## Problem to work on
Would you please copy each line below that includes the string "title"?

## Data under study

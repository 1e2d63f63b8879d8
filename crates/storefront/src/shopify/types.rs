//! Domain types for Shopify Storefront API carts.
//!
//! These mirror the cart payload the Storefront API returns, as already
//! decoded by the client layer. Only the fields reconciliation reads are
//! declared; anything else in the payload (notes, attributes, discount codes,
//! per-unit costs) is ignored on deserialization.

use serde::{Deserialize, Serialize};

pub use pineapple_cart_core::{Money, SelectedOption};

// =============================================================================
// Image Types
// =============================================================================

/// Product or variant image.
#[derive(Debug, Clone, Serialize, Deserialize)]
pub struct Image {
    /// Image URL.
    pub url: String,
    /// Alt text for accessibility.
    #[serde(default)]
    pub alt_text: Option<String>,
    /// Image width in pixels.
    #[serde(default)]
    pub width: Option<i64>,
    /// Image height in pixels.
    #[serde(default)]
    pub height: Option<i64>,
}

// =============================================================================
// Cart Types
// =============================================================================

/// Simplified product info for cart merchandise.
#[derive(Debug, Clone, Serialize, Deserialize)]
pub struct CartMerchandiseProduct {
    /// Product ID.
    pub id: String,
    /// Product handle.
    pub handle: String,
    /// Product title.
    pub title: String,
    /// Featured image.
    #[serde(default)]
    pub featured_image: Option<Image>,
}

/// Merchandise in a cart line (simplified product variant info).
#[derive(Debug, Clone, Serialize, Deserialize)]
pub struct CartMerchandise {
    /// Variant ID.
    pub id: String,
    /// Variant title.
    pub title: String,
    /// Selected options.
    #[serde(default)]
    pub selected_options: Vec<SelectedOption>,
    /// Variant image.
    #[serde(default)]
    pub image: Option<Image>,
    /// Parent product info.
    pub product: CartMerchandiseProduct,
}

/// Cost for a cart line.
#[derive(Debug, Clone, Serialize, Deserialize)]
pub struct CartLineCost {
    /// Total (after discounts).
    pub total_amount: Money,
}

/// A line item in the cart.
#[derive(Debug, Clone, Serialize, Deserialize)]
pub struct CartLine {
    /// Cart line ID.
    pub id: String,
    /// Quantity.
    pub quantity: i64,
    /// Line cost.
    pub cost: CartLineCost,
    /// Product variant.
    pub merchandise: CartMerchandise,
}

/// Cart cost summary.
#[derive(Debug, Clone, Serialize, Deserialize)]
pub struct CartCost {
    /// Subtotal before tax/shipping.
    #[serde(rename = "subtotal_amount")]
    pub subtotal: Money,
    /// Total amount.
    #[serde(rename = "total_amount")]
    pub total: Money,
    /// Total tax amount.
    #[serde(rename = "total_tax_amount", default)]
    pub total_tax: Option<Money>,
}

/// A shopping cart as Shopify returns it.
#[derive(Debug, Clone, Serialize, Deserialize)]
pub struct Cart {
    /// Cart ID.
    pub id: String,
    /// Checkout URL.
    pub checkout_url: String,
    /// Total item quantity.
    pub total_quantity: i64,
    /// Cart cost summary.
    pub cost: CartCost,
    /// Cart lines.
    #[serde(default)]
    pub lines: Vec<CartLine>,
}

## Task output
    /// Product title.
    pub title: String,
    /// Variant title.
    pub title: String,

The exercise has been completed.